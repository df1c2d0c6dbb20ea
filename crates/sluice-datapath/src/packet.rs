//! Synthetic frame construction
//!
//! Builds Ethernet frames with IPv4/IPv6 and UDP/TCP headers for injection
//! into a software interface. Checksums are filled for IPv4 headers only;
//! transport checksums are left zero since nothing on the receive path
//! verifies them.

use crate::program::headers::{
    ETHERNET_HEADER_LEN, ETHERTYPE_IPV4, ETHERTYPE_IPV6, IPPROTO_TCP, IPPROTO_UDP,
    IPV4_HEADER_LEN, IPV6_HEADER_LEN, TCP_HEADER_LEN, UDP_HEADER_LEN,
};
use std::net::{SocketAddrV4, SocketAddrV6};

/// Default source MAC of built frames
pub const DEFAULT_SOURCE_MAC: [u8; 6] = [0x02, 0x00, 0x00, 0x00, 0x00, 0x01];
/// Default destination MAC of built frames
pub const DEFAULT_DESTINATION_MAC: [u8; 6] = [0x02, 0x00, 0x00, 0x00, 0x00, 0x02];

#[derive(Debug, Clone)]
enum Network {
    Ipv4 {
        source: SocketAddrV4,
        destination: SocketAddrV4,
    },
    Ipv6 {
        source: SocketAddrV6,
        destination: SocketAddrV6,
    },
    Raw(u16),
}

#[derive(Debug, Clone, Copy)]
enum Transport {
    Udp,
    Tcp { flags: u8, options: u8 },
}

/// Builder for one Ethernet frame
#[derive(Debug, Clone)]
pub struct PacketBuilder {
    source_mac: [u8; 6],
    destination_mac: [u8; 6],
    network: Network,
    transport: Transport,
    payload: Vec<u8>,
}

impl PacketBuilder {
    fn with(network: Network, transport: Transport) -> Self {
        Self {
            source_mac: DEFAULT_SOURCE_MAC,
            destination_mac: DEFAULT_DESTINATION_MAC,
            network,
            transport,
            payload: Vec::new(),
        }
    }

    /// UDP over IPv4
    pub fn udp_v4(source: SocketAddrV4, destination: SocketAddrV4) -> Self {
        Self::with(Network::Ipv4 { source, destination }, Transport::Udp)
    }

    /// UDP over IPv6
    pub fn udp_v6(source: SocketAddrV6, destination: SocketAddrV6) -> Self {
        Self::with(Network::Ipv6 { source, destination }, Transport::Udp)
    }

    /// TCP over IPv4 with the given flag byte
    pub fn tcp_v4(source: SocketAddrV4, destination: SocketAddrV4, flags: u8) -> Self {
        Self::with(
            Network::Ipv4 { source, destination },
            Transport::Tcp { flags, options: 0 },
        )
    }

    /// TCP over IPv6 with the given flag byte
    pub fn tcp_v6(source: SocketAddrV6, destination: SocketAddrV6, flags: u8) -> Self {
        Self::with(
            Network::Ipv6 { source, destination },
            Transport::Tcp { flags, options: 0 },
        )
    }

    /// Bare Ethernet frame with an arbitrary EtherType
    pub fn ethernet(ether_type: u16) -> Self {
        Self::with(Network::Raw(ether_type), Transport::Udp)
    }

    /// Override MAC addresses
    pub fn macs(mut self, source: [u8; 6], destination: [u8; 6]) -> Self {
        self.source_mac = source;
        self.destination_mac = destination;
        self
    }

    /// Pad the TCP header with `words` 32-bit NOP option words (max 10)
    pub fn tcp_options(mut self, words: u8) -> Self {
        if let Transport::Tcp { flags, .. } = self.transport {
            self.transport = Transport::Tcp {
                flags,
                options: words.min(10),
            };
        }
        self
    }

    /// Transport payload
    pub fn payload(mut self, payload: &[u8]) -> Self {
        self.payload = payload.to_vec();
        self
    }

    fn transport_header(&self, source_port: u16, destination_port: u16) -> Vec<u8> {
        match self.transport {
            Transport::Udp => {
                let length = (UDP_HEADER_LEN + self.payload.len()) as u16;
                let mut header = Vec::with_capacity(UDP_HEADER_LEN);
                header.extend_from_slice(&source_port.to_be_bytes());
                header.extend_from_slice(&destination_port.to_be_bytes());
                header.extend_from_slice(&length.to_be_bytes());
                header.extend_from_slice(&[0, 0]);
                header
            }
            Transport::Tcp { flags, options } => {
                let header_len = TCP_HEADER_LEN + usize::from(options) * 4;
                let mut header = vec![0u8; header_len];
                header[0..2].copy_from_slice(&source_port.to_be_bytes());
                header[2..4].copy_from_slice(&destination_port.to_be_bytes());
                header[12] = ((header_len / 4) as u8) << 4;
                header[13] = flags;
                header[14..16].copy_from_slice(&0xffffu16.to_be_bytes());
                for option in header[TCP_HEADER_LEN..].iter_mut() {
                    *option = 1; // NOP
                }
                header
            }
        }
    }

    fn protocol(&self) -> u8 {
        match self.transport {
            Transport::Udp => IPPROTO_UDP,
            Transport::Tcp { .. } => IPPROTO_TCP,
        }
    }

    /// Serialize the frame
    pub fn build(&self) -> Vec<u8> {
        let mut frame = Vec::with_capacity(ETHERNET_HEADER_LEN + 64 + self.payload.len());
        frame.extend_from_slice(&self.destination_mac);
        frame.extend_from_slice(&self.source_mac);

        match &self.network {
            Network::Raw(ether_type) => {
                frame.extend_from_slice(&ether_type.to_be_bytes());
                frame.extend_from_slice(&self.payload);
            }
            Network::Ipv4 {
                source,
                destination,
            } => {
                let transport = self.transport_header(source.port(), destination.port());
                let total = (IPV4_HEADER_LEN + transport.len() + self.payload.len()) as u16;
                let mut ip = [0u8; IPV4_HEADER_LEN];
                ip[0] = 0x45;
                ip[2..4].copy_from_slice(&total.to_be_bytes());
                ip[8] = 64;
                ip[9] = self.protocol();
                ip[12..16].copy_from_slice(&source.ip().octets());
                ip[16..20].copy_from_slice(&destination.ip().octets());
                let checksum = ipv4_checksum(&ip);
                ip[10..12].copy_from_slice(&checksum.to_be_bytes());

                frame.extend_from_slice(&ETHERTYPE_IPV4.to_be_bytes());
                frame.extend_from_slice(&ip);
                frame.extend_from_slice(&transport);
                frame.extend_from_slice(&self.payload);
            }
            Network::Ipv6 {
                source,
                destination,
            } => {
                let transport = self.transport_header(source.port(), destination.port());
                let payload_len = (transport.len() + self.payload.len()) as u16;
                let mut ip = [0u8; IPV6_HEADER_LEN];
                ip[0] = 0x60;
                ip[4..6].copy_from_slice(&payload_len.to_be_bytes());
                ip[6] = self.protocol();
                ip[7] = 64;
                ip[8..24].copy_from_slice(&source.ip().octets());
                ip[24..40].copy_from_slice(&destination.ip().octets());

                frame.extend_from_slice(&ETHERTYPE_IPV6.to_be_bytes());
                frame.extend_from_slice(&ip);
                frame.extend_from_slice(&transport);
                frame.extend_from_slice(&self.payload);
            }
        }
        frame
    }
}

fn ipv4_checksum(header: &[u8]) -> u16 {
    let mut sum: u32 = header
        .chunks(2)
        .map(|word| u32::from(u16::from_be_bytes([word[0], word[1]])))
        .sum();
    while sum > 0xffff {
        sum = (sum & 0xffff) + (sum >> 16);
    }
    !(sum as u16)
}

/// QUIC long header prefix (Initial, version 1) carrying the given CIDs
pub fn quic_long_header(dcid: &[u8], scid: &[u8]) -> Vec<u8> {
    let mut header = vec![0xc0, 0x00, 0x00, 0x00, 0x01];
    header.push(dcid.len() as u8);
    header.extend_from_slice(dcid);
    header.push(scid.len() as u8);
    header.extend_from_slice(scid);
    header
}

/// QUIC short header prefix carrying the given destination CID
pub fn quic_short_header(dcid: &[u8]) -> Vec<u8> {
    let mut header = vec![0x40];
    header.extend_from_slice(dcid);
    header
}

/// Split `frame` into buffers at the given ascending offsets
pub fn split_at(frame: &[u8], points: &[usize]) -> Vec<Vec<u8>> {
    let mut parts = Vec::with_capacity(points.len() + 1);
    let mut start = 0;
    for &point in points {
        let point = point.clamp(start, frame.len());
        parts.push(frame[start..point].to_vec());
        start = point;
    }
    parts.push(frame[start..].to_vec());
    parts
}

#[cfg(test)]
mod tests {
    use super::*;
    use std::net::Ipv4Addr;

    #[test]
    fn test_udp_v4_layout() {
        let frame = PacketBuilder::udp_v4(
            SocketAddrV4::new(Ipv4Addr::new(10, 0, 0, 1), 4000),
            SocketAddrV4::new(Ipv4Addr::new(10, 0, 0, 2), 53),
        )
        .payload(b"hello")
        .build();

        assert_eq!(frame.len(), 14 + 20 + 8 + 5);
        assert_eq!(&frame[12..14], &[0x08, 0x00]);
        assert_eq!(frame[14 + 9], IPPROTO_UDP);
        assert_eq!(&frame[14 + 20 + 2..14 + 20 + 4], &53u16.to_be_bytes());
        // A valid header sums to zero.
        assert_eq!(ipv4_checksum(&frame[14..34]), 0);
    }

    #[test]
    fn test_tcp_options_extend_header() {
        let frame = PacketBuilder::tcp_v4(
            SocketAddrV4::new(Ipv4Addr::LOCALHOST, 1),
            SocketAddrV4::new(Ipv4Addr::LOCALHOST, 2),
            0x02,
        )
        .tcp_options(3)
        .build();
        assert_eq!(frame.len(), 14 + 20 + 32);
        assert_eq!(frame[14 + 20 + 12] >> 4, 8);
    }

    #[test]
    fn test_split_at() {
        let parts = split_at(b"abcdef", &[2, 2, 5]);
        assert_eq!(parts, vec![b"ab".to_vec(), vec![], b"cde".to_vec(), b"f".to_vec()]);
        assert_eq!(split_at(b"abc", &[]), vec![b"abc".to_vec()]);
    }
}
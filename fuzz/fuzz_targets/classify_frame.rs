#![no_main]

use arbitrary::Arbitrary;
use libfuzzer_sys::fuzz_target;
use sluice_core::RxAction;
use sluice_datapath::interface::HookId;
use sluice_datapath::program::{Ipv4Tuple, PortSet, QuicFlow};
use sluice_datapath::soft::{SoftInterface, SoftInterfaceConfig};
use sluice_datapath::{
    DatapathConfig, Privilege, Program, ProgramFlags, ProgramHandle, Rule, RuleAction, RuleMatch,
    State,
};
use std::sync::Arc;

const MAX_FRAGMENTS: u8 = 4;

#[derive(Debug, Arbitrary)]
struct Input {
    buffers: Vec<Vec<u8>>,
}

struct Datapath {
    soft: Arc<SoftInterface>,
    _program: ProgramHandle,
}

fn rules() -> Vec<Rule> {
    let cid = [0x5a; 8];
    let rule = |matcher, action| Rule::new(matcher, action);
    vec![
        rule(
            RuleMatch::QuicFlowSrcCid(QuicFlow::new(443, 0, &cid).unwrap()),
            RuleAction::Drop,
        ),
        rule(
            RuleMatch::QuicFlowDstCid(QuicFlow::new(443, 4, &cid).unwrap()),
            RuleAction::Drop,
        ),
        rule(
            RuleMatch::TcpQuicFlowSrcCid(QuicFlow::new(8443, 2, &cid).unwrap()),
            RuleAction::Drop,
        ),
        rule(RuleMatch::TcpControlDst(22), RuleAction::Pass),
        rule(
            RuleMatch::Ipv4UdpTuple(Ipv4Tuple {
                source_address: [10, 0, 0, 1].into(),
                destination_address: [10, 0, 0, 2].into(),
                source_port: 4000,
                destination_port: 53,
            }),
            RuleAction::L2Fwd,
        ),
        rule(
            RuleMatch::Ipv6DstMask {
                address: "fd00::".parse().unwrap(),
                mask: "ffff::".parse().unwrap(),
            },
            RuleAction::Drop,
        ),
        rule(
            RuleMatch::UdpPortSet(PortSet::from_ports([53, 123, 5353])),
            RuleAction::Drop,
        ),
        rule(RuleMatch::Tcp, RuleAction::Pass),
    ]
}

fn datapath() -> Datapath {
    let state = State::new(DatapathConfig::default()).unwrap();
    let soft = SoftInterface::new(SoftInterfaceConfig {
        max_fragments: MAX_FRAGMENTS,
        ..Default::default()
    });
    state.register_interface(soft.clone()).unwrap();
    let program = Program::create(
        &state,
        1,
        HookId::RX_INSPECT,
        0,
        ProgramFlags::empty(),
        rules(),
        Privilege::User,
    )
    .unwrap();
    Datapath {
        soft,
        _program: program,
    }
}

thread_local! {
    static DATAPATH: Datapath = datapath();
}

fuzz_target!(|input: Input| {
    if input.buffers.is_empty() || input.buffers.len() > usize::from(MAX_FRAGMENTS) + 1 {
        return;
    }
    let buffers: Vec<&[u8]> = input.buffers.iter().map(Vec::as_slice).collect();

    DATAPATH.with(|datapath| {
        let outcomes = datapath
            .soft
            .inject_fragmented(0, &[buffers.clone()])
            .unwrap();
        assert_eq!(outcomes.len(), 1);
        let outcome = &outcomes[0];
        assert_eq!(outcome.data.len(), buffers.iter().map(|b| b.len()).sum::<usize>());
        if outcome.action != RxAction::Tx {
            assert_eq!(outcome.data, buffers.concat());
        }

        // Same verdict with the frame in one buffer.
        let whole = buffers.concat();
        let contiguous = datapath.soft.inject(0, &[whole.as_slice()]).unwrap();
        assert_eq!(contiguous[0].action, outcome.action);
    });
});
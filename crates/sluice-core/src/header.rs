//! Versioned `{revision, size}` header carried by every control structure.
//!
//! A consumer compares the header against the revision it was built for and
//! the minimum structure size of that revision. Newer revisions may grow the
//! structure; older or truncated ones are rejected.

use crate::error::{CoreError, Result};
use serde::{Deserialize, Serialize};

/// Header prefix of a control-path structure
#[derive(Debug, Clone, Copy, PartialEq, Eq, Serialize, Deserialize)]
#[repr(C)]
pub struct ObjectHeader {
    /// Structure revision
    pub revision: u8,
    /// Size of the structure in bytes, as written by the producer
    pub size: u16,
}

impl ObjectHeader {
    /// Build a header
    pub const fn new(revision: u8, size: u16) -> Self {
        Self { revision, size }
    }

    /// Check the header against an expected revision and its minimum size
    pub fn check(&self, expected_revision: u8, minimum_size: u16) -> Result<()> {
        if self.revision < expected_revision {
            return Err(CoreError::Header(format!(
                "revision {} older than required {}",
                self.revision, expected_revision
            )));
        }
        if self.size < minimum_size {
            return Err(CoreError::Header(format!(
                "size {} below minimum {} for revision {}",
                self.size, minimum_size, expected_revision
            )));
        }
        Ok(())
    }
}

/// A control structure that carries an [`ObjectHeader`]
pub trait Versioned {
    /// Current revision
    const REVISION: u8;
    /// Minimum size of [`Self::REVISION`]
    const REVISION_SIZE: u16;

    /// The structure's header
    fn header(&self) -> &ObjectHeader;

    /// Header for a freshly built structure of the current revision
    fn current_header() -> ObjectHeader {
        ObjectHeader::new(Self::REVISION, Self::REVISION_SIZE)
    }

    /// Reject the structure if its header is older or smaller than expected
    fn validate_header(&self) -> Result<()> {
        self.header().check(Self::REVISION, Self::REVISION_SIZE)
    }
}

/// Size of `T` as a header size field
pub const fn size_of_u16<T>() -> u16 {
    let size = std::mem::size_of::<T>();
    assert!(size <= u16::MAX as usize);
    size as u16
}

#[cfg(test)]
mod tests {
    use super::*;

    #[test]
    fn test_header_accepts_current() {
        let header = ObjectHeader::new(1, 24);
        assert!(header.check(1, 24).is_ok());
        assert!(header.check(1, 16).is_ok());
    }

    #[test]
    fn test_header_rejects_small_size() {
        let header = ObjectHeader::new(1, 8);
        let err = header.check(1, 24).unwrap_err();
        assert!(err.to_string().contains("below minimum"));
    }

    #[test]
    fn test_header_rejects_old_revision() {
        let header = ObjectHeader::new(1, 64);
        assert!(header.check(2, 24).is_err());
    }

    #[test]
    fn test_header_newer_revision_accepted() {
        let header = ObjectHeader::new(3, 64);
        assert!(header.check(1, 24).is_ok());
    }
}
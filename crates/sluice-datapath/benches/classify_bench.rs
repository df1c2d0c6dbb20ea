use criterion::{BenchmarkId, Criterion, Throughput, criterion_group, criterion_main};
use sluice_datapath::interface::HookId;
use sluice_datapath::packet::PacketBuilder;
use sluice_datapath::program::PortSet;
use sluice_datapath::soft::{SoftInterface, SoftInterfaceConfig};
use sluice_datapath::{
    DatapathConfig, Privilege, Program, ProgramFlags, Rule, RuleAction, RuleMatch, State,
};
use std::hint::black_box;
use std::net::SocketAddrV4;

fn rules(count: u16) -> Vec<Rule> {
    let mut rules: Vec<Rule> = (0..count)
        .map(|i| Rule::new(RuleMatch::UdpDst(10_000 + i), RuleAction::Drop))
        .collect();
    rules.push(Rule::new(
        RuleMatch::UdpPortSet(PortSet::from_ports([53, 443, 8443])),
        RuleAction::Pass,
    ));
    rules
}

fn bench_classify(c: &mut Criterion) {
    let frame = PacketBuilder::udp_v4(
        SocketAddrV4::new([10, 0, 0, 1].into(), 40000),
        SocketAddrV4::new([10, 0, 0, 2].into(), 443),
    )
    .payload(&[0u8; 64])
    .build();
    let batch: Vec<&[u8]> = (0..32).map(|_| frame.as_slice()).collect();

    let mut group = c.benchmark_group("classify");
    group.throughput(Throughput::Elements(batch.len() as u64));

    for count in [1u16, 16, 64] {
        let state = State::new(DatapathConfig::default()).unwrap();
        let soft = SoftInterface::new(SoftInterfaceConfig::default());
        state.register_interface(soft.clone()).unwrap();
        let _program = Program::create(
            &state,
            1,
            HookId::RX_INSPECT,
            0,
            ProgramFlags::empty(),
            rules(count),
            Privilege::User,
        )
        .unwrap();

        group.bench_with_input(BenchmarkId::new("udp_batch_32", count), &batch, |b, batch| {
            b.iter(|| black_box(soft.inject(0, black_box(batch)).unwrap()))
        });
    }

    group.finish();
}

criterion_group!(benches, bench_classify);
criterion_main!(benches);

> [THE PROBLEM]: Each line above that contains the string "ProgramHandle" should be copied.

> [OUTPUT]:
    DatapathConfig, Privilege, Program, ProgramFlags, ProgramHandle, Rule, RuleAction, RuleMatch,
    _program: ProgramHandle,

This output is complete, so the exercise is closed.